YOUR GOAL: Copy the data. Keep every character as given.

SUPPLIED DATA:
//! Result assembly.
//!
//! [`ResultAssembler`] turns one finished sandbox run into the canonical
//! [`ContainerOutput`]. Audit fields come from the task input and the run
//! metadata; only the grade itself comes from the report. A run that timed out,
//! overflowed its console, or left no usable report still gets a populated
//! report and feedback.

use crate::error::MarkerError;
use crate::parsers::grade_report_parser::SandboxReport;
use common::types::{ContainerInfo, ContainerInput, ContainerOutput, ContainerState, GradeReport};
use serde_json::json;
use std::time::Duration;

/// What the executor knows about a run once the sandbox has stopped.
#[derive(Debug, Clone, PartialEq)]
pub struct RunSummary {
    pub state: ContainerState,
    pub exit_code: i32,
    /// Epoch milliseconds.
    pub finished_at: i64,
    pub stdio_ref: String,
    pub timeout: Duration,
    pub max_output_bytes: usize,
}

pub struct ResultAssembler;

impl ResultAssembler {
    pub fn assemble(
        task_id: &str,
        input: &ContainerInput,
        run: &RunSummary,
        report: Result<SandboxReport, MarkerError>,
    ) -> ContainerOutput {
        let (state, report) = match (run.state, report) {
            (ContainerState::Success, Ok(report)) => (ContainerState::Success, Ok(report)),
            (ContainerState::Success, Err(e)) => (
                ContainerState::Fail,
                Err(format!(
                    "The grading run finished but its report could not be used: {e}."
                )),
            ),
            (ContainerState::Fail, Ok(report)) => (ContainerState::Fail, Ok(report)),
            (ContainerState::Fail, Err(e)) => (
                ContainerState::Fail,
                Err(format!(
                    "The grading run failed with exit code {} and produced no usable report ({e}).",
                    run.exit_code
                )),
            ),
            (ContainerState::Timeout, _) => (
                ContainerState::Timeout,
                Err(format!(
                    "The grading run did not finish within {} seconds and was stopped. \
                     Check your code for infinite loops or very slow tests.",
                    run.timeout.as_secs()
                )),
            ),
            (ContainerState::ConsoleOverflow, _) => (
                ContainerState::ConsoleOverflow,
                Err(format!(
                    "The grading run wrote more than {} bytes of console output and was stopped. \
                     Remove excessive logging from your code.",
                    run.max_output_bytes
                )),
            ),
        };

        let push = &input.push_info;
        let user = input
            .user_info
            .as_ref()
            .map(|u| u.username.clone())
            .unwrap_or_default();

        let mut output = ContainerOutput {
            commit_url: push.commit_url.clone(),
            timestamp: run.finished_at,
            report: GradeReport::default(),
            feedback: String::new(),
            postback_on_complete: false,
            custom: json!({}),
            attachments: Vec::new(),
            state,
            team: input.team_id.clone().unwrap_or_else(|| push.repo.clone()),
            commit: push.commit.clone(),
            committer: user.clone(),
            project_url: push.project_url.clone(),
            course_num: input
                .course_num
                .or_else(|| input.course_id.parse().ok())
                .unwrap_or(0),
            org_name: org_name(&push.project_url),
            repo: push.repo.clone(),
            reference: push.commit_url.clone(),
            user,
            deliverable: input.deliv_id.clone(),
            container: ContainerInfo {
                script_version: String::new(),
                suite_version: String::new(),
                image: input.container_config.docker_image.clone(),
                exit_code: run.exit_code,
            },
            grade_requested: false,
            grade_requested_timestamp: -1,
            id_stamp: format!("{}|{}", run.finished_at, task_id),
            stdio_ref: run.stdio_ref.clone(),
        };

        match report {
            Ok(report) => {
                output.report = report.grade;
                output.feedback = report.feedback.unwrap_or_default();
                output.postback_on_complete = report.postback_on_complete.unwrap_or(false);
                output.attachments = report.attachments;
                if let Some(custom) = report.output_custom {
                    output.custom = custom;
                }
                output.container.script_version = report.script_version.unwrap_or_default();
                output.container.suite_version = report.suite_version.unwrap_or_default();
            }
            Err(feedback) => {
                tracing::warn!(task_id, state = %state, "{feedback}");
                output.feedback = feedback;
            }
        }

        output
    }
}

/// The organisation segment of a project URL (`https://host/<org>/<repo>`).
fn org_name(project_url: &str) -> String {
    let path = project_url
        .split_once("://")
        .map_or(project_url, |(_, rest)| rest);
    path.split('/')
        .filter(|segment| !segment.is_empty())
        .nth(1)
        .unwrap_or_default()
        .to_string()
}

YOUR SOLUTION:
//! Result assembly.
//!
//! [`ResultAssembler`] turns one finished sandbox run into the canonical
//! [`ContainerOutput`]. Audit fields come from the task input and the run
//! metadata; only the grade itself comes from the report. A run that timed out,
//! overflowed its console, or left no usable report still gets a populated
//! report and feedback.

use crate::error::MarkerError;
use crate::parsers::grade_report_parser::SandboxReport;
use common::types::{ContainerInfo, ContainerInput, ContainerOutput, ContainerState, GradeReport};
use serde_json::json;
use std::time::Duration;

/// What the executor knows about a run once the sandbox has stopped.
#[derive(Debug, Clone, PartialEq)]
pub struct RunSummary {
    pub state: ContainerState,
    pub exit_code: i32,
    /// Epoch milliseconds.
    pub finished_at: i64,
    pub stdio_ref: String,
    pub timeout: Duration,
    pub max_output_bytes: usize,
}

pub struct ResultAssembler;

impl ResultAssembler {
    pub fn assemble(
        task_id: &str,
        input: &ContainerInput,
        run: &RunSummary,
        report: Result<SandboxReport, MarkerError>,
    ) -> ContainerOutput {
        let (state, report) = match (run.state, report) {
            (ContainerState::Success, Ok(report)) => (ContainerState::Success, Ok(report)),
            (ContainerState::Success, Err(e)) => (
                ContainerState::Fail,
                Err(format!(
                    "The grading run finished but its report could not be used: {e}."
                )),
            ),
            (ContainerState::Fail, Ok(report)) => (ContainerState::Fail, Ok(report)),
            (ContainerState::Fail, Err(e)) => (
                ContainerState::Fail,
                Err(format!(
                    "The grading run failed with exit code {} and produced no usable report ({e}).",
                    run.exit_code
                )),
            ),
            (ContainerState::Timeout, _) => (
                ContainerState::Timeout,
                Err(format!(
                    "The grading run did not finish within {} seconds and was stopped. \
                     Check your code for infinite loops or very slow tests.",
                    run.timeout.as_secs()
                )),
            ),
            (ContainerState::ConsoleOverflow, _) => (
                ContainerState::ConsoleOverflow,
                Err(format!(
                    "The grading run wrote more than {} bytes of console output and was stopped. \
                     Remove excessive logging from your code.",
                    run.max_output_bytes
                )),
            ),
        };

        let push = &input.push_info;
        let user = input
            .user_info
            .as_ref()
            .map(|u| u.username.clone())
            .unwrap_or_default();

        let mut output = ContainerOutput {
            commit_url: push.commit_url.clone(),
            timestamp: run.finished_at,
            report: GradeReport::default(),
            feedback: String::new(),
            postback_on_complete: false,
            custom: json!({}),
            attachments: Vec::new(),
            state,
            team: input.team_id.clone().unwrap_or_else(|| push.repo.clone()),
            commit: push.commit.clone(),
            committer: user.clone(),
            project_url: push.project_url.clone(),
            course_num: input
                .course_num
                .or_else(|| input.course_id.parse().ok())
                .unwrap_or(0),
            org_name: org_name(&push.project_url),
            repo: push.repo.clone(),
            reference: push.commit_url.clone(),
            user,
            deliverable: input.deliv_id.clone(),
            container: ContainerInfo {
                script_version: String::new(),
                suite_version: String::new(),
                image: input.container_config.docker_image.clone(),
                exit_code: run.exit_code,
            },
            grade_requested: false,
            grade_requested_timestamp: -1,
            id_stamp: format!("{}|{}", run.finished_at, task_id),
            stdio_ref: run.stdio_ref.clone(),
        };

        match report {
            Ok(report) => {
                output.report = report.grade;
                output.feedback = report.feedback.unwrap_or_default();
                output.postback_on_complete = report.postback_on_complete.unwrap_or(false);
                output.attachments = report.attachments;
                if let Some(custom) = report.output_custom {
                    output.custom = custom;
                }
                output.container.script_version = report.script_version.unwrap_or_default();
                output.container.suite_version = report.suite_version.unwrap_or_default();
            }
            Err(feedback) => {
                tracing::warn!(task_id, state = %state, "{feedback}");
                output.feedback = feedback;
            }
        }

        output
    }
}

/// The organisation segment of a project URL (`https://host/<org>/<repo>`).
fn org_name(project_url: &str) -> String {
    let path = project_url
        .split_once("://")
        .map_or(project_url, |(_, rest)| rest);
    path.split('/')
        .filter(|segment| !segment.is_empty())
        .nth(1)
        .unwrap_or_default()
        .to_string()
}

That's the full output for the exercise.